Le Zuiderzée présente, comme on voit, un grand théâtre de faits économiques. Un millier de bâtimens qui se livrent à la pêche du poisson frais se promènent nuit et jour sur cette mer intérieure, montés par 4,000 pêcheurs hollandais. Ce spectacle suffit pour motiver nos conclusions. Quand on parle des pêcheries néerlandaises, il ne faut point isoler, comme on l’a fait trop souvent, la grande pêche des autres branches d’une même industrie. Toutes ces branches ont des droits égaux à l’intérêt de l’observateur ; elles se soutiennent d’ailleurs les unes par les autres ; dans les années où celle-ci s’abaisse, celle-là se relève, et empêche ainsi la fortune publique de fléchir. La liberté aura pour effet de placer les trois pèches auxquelles la Hollande doit une partie de sa richesse sur un pied de considération égale. Si même il nous fallait opter entre elles dans un temps où l’on n’a découvert d’autre solution au problème posé par les sociétés modernes que de réduire la misère en multipliant les sources de produits, nous ne déguiserions point notre préférence pour la branche d’industrie qui occupe le plus grand nombre de pêcheurs, qui représente en nature un revenu plus considérable, qui contribue plus directement à la nourriture des classes ouvrières, et qui n’a jamais eu besoin d’être soutenue par l’état.


ALPHONSE ESQUIROS.

  1. Voyez les livraisons du 1er  juillet et du 15 août dernier.

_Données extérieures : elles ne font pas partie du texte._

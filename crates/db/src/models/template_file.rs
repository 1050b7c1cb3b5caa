//! Template file model.

use kublade_core::types::{DbId, Timestamp};
use serde::Serialize;
use sqlx::FromRow;

/// A row from the `template_files` table.
#[derive(Debug, Clone, FromRow, Serialize)]
pub struct TemplateFile {
    pub id: DbId,
    pub template_id: DbId,
    /// Path relative to the template's git path, `/`-separated.
    pub path: String,
    pub content: String,
    pub created_at: Timestamp,
}

/// A file collected by an import, before it is stored.
#[derive(Debug, Clone, PartialEq, Eq)]
pub struct ImportedFile {
    pub path: String,
    pub content: String,
}
use std::sync::Arc;

use kublade_core::queue::JobQueue;

use crate::config::ServerConfig;

/// Shared application state available to all handlers via `State<AppState>`.
///
/// Cheap to clone: everything is behind `Arc` or is already a handle.
#[derive(Clone)]
pub struct AppState {
    pub pool: kublade_db::DbPool,
    pub config: Arc<ServerConfig>,
    /// Queue the import dispatcher is enqueued on and queue status is read from.
    pub queue: Arc<dyn JobQueue>,
}
//! Role lookups and permission resolution.

use kublade_core::types::DbId;
use sqlx::PgPool;

use crate::models::role::Role;

const COLUMNS: &str = "id, name, description, permissions, created_at, updated_at";

/// Read access to the seeded roles.
pub struct RoleRepo;

impl RoleRepo {
    pub async fn find_by_id(pool: &PgPool, id: DbId) -> Result<Option<Role>, sqlx::Error> {
        let query = format!("SELECT {COLUMNS} FROM roles WHERE id = $1");
        sqlx::query_as::<_, Role>(&query)
            .bind(id)
            .fetch_optional(pool)
            .await
    }

    /// Exact, case-sensitive name match.
    pub async fn find_by_name(pool: &PgPool, name: &str) -> Result<Option<Role>, sqlx::Error> {
        let query = format!("SELECT {COLUMNS} FROM roles WHERE name = $1");
        sqlx::query_as::<_, Role>(&query)
            .bind(name)
            .fetch_optional(pool)
            .await
    }

    pub async fn list(pool: &PgPool) -> Result<Vec<Role>, sqlx::Error> {
        let query = format!("SELECT {COLUMNS} FROM roles ORDER BY name ASC");
        sqlx::query_as::<_, Role>(&query).fetch_all(pool).await
    }

    /// Permissions granted by a role, or none when the user has no role.
    pub async fn permissions_for(
        pool: &PgPool,
        role_id: Option<DbId>,
    ) -> Result<Vec<String>, sqlx::Error> {
        let Some(role_id) = role_id else {
            return Ok(Vec::new());
        };
        Ok(Self::find_by_id(pool, role_id)
            .await?
            .map(|r| r.permissions)
            .unwrap_or_default())
    }
}
//! Bearer-token authentication.

use axum::extract::{FromRequestParts, Request, State};
use axum::http::header::AUTHORIZATION;
use axum::http::request::Parts;
use axum::http::HeaderMap;
use axum::middleware::Next;
use axum::response::Response;
use kublade_core::error::CoreError;
use kublade_core::permission::PermissionSet;
use kublade_core::types::DbId;

use crate::config::JwtConfig;
use crate::error::AppError;
use crate::state::AppState;

/// The authenticated principal.
///
/// Inserted into request extensions by [`authenticate`]; handlers take it as
/// an extractor:
///
/// ```ignore
/// async fn me(user: AuthUser) -> AppResult<Envelope<MeResponse>> { .. }
/// ```
#[derive(Debug, Clone)]
pub struct AuthUser {
    pub user_id: DbId,
    pub email: String,
    pub permissions: PermissionSet,
}

impl<S: Send + Sync> FromRequestParts<S> for AuthUser {
    type Rejection = AppError;

    async fn from_request_parts(parts: &mut Parts, _state: &S) -> Result<Self, Self::Rejection> {
        parts
            .extensions
            .get::<AuthUser>()
            .cloned()
            .ok_or_else(|| AppError::Core(CoreError::Unauthorized("Unauthorized".into())))
    }
}

/// Resolve the principal from the `Authorization: Bearer <token>` header.
pub fn principal_from_headers(headers: &HeaderMap, jwt: &JwtConfig) -> Result<AuthUser, AppError> {
    let auth_header = headers
        .get(AUTHORIZATION)
        .and_then(|v| v.to_str().ok())
        .ok_or_else(|| {
            AppError::Core(CoreError::Unauthorized(
                "Missing Authorization header".into(),
            ))
        })?;

    let token = auth_header.strip_prefix("Bearer ").ok_or_else(|| {
        AppError::Core(CoreError::Unauthorized(
            "Invalid Authorization format. Expected: Bearer <token>".into(),
        ))
    })?;

    let claims = jwt.verify(token).map_err(|e| {
        tracing::debug!(error = %e, "Bearer token rejected");
        AppError::Core(CoreError::Unauthorized("Invalid or expired token".into()))
    })?;

    Ok(AuthUser {
        user_id: claims.sub,
        email: claims.email,
        permissions: PermissionSet::new(claims.permissions),
    })
}

/// Middleware: authenticate the request or answer 401.
pub async fn authenticate(
    State(state): State<AppState>,
    mut request: Request,
    next: Next,
) -> Result<Response, AppError> {
    let user = principal_from_headers(request.headers(), &state.config.jwt)?;
    request.extensions_mut().insert(user);
    Ok(next.run(request).await)
}
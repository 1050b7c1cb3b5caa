use axum::routing::get;
use axum::{Json, Router};
use serde_json::Value;

use crate::openapi;
use crate::state::AppState;

/// GET /api/v1/docs/openapi.json
async fn openapi_json() -> Json<Value> {
    Json(openapi::document())
}

/// Routes mounted at `/docs` (public).
pub fn router() -> Router<AppState> {
    Router::new().route("/openapi.json", get(openapi_json))
}
//! AI chat message model and DTOs.

use kublade_core::types::{DbId, Timestamp};
use serde::{Deserialize, Serialize};
use sqlx::FromRow;

/// A row from the `ai_chat_messages` table.
#[derive(Debug, Clone, FromRow, Serialize)]
pub struct AiChatMessage {
    pub id: DbId,
    pub project_id: DbId,
    pub user_id: Option<DbId>,
    /// One of `user`, `assistant`, `system`.
    pub role: String,
    pub content: String,
    pub created_at: Timestamp,
    pub updated_at: Timestamp,
}

/// DTO for appending a message to a project's chat.
#[derive(Debug, Clone, Deserialize)]
pub struct CreateAiChatMessage {
    pub role: String,
    pub content: String,
}
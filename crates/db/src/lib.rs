//! PostgreSQL access for Kublade: pool setup, embedded migrations, entity
//! models and repositories.

pub mod models;
pub mod queue;
pub mod repositories;

use std::time::Duration;

use sqlx::postgres::PgPoolOptions;

pub type DbPool = sqlx::PgPool;

/// Create a connection pool from a database URL.
pub async fn create_pool(database_url: &str) -> Result<DbPool, sqlx::Error> {
    PgPoolOptions::new()
        .max_connections(20)
        .acquire_timeout(Duration::from_secs(5))
        .connect(database_url)
        .await
}

/// Round-trip a trivial query to confirm the pool can reach the database.
pub async fn health_check(pool: &DbPool) -> Result<(), sqlx::Error> {
    sqlx::query("SELECT 1").execute(pool).await?;
    Ok(())
}

/// Apply every pending migration under `db/migrations`.
pub async fn run_migrations(pool: &DbPool) -> Result<(), sqlx::migrate::MigrateError> {
    sqlx::migrate!("../../db/migrations").run(pool).await
}
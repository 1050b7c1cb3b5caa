//! Import one template's files from its git repository.

use anyhow::Context;
use async_trait::async_trait;
use kublade_core::jobs::{TemplateGitImportPayload, TEMPLATE_GIT_IMPORT};
use kublade_core::queue::QueuedJob;
use kublade_core::validation::{normalize_git_path, DEFAULT_GIT_BRANCH};
use kublade_db::repositories::{TemplateFileRepo, TemplateRepo};
use serde_json::json;
use sqlx::PgPool;

use crate::git::{collect_files, GitClient};
use crate::runner::JobHandler;

pub struct TemplateGitImport {
    pool: PgPool,
    git: GitClient,
}

impl TemplateGitImport {
    pub fn new(pool: PgPool, git: GitClient) -> Self {
        Self { pool, git }
    }
}

fn skipped(reason: &str) -> serde_json::Value {
    json!({ "skipped": true, "reason": reason })
}

#[async_trait]
impl JobHandler for TemplateGitImport {
    fn job_type(&self) -> &'static str {
        TEMPLATE_GIT_IMPORT
    }

    async fn handle(&self, job: &QueuedJob) -> anyhow::Result<serde_json::Value> {
        let payload: TemplateGitImportPayload = serde_json::from_value(job.payload.clone())
            .context("invalid template_git_import payload")?;

        let Some(template) = TemplateRepo::find_by_id(&self.pool, payload.template_id).await? else {
            tracing::info!(template_id = %payload.template_id, "Template gone, import skipped");
            return Ok(skipped("template deleted"));
        };

        let Some(url) = template.git_url.as_deref().filter(|u| !u.trim().is_empty()) else {
            tracing::debug!(template_id = %template.id, "Template has no git_url, import skipped");
            return Ok(skipped("no git_url"));
        };
        let branch = template
            .git_branch
            .as_deref()
            .filter(|b| !b.trim().is_empty())
            .unwrap_or(DEFAULT_GIT_BRANCH);
        let sub_path = normalize_git_path(template.git_path.as_deref().unwrap_or(""))?;

        let checkout = tempfile::tempdir().context("failed to create checkout directory")?;
        let repo = checkout.path().join("repo");

        self.git
            .shallow_clone(url, branch, &repo)
            .await
            .with_context(|| format!("failed to clone {url} at branch {branch}"))?;
        let commit = self.git.head_commit(&repo).await?;

        let files = tokio::task::spawn_blocking(move || collect_files(&repo, &sub_path))
            .await
            .context("file collection task failed")??;

        let stored =
            TemplateFileRepo::replace_all(&self.pool, template.id, &files, Some(&commit)).await?;
        if !stored {
            tracing::info!(template_id = %template.id, "Template deleted during import, files discarded");
            return Ok(skipped("template deleted during import"));
        }

        tracing::info!(
            template_id = %template.id,
            files = files.len(),
            commit = %commit,
            "Template imported"
        );
        Ok(json!({ "template_id": template.id, "files": files.len(), "commit": commit }))
    }
}
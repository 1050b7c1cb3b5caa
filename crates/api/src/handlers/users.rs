//! Handlers for the `/users` resource.

use axum::extract::State;
use kublade_core::error::CoreError;
use kublade_core::permission::PermissionTemplate;
use kublade_core::roles::ROLE_USER;
use kublade_core::types::DbId;
use kublade_core::validation::validate_name;
use kublade_db::models::user::{CreateUser, UpdateUser, UserResponse};
use kublade_db::repositories::{RoleRepo, SessionRepo, UserRepo};
use serde::Deserialize;
use validator::Validate;

use crate::auth::password::hash_password;
use crate::error::{AppError, AppResult};
use crate::extract::{ApiPath, ValidJson};
use crate::middleware::auth::AuthUser;
use crate::response::Envelope;
use crate::state::AppState;

/// Request body for `POST /users`.
#[derive(Debug, Deserialize, Validate)]
pub struct CreateUserRequest {
    #[validate(length(min = 1, max = 255, message = "Name must be 1-255 characters"))]
    pub name: String,
    #[validate(email(message = "Invalid email format"))]
    pub email: String,
    #[validate(length(min = 8, message = "Password must be at least 8 characters"))]
    pub password: String,
    /// Defaults to the `user` role.
    pub role_id: Option<DbId>,
    #[serde(default)]
    pub permissions: Vec<String>,
}

/// Request body for `PUT /users/{user_id}`. Absent fields are left unchanged.
#[derive(Debug, Default, Deserialize, Validate)]
pub struct UpdateUserRequest {
    #[validate(length(min = 1, max = 255, message = "Name must be 1-255 characters"))]
    pub name: Option<String>,
    #[validate(email(message = "Invalid email format"))]
    pub email: Option<String>,
    #[validate(length(min = 8, message = "Password must be at least 8 characters"))]
    pub password: Option<String>,
    pub role_id: Option<DbId>,
    pub permissions: Option<Vec<String>>,
    pub is_active: Option<bool>,
}

/// GET /api/v1/users
pub async fn list(State(state): State<AppState>) -> AppResult<Envelope<Vec<UserResponse>>> {
    let users = UserRepo::list(&state.pool).await?;
    Ok(Envelope::ok(
        "Users",
        users.into_iter().map(UserResponse::from).collect(),
    ))
}

/// POST /api/v1/users
pub async fn create(
    State(state): State<AppState>,
    ValidJson(input): ValidJson<CreateUserRequest>,
) -> AppResult<Envelope<UserResponse>> {
    validate_name("Name", &input.name)?;
    validate_grants(&input.permissions)?;

    let role_id = match input.role_id {
        Some(id) => Some(ensure_role(&state, id).await?),
        None => RoleRepo::find_by_name(&state.pool, ROLE_USER)
            .await?
            .map(|role| role.id),
    };

    let password_hash = hash_password(&input.password)?;

    let user = UserRepo::create(
        &state.pool,
        &CreateUser {
            name: input.name,
            email: input.email,
            password_hash,
            role_id,
            permissions: input.permissions,
        },
    )
    .await?;

    tracing::info!(user_id = %user.id, "User created");
    Ok(Envelope::created("User created", user.into()))
}

/// GET /api/v1/users/{user_id}
pub async fn get(
    State(state): State<AppState>,
    ApiPath(user_id): ApiPath<DbId>,
) -> AppResult<Envelope<UserResponse>> {
    let user = UserRepo::find_by_id(&state.pool, user_id)
        .await?
        .ok_or(CoreError::not_found("User", user_id))?;
    Ok(Envelope::ok("User", user.into()))
}

/// PUT /api/v1/users/{user_id}
pub async fn update(
    State(state): State<AppState>,
    ApiPath(user_id): ApiPath<DbId>,
    ValidJson(input): ValidJson<UpdateUserRequest>,
) -> AppResult<Envelope<UserResponse>> {
    if let Some(name) = &input.name {
        validate_name("Name", name)?;
    }
    if let Some(grants) = &input.permissions {
        validate_grants(grants)?;
    }
    if let Some(role_id) = input.role_id {
        ensure_role(&state, role_id).await?;
    }

    let password_hash = input
        .password
        .as_deref()
        .map(hash_password)
        .transpose()?;

    let changes = UpdateUser {
        name: input.name,
        email: input.email,
        password_hash,
        role_id: input.role_id,
        permissions: input.permissions,
        is_active: input.is_active,
    };
    let user = UserRepo::update(&state.pool, user_id, &changes)
        .await?
        .ok_or(CoreError::not_found("User", user_id))?;

    // A deactivated account or a new password ends every open session.
    if changes.is_active == Some(false) || changes.password_hash.is_some() {
        SessionRepo::revoke_all_for_user(&state.pool, user_id).await?;
    }

    tracing::info!(user_id = %user_id, "User updated");
    Ok(Envelope::ok("User updated", user.into()))
}

/// DELETE /api/v1/users/{user_id}
pub async fn delete(
    State(state): State<AppState>,
    caller: AuthUser,
    ApiPath(user_id): ApiPath<DbId>,
) -> AppResult<Envelope<serde_json::Value>> {
    if caller.user_id == user_id {
        return Err(AppError::Core(CoreError::Conflict(
            "You cannot delete your own account".into(),
        )));
    }

    if !UserRepo::soft_delete(&state.pool, user_id).await? {
        return Err(CoreError::not_found("User", user_id).into());
    }
    SessionRepo::revoke_all_for_user(&state.pool, user_id).await?;

    tracing::info!(user_id = %user_id, deleted_by = %caller.user_id, "User deleted");
    Ok(Envelope::ok("User deleted", serde_json::json!({ "id": user_id })))
}

/// Direct grants must be concrete names or wildcards, never templates.
fn validate_grants(grants: &[String]) -> Result<(), CoreError> {
    for grant in grants {
        let parsed = PermissionTemplate::parse(grant)?;
        if !parsed.placeholders().is_empty() || grant.contains('|') {
            return Err(CoreError::Validation(format!(
                "Permission '{grant}' must not contain placeholders or alternatives"
            )));
        }
    }
    Ok(())
}

async fn ensure_role(state: &AppState, role_id: DbId) -> AppResult<DbId> {
    RoleRepo::find_by_id(&state.pool, role_id)
        .await?
        .map(|role| role.id)
        .ok_or_else(|| AppError::BadRequest(format!("Role {role_id} does not exist")))
}

#[cfg(test)]
mod tests {
    use super::*;

    #[test]
    fn grants_accept_names_and_wildcards() {
        let grants = vec!["ui.projects.view".to_string(), "ui.*".to_string(), "*".to_string()];
        assert!(validate_grants(&grants).is_ok());
    }

    #[test]
    fn grants_reject_templates() {
        for bad in ["ui.projects.{project_id}.view", "a|b", "ui..view"] {
            assert!(validate_grants(&[bad.to_string()]).is_err(), "{bad} should be rejected");
        }
    }
}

  2. Quelques audacieux marins hollandais attachaient, dans les anciens temps, un balai au haut du mût de leur navire, pour défier les corsaires des autres pays.
  3. Le hareng, considéré comme animal utile, a déjà été le sujet d’une étude pleine d’intérêt dans la Revue. Voyez la livraison du 1er  janvier 1849.
  4. Les armemens pour la pêche du hareng ne sont point limités au port de Vlaardingen. De Maasluis, de Zwartewaal, de Delfshaven, d’Enkhuisen, d’Amsterdam, de Ripp, de Middelhornis, de Wormerveer, partent des buizen ; mais en 1853, sur 93 navires dont se composait la flottille pour la grande pêche, 60 appartenaient à la ville de Vlaardingen. On peut donc considérer cette dernière place comme le centre de la fabrication du hareng caqué.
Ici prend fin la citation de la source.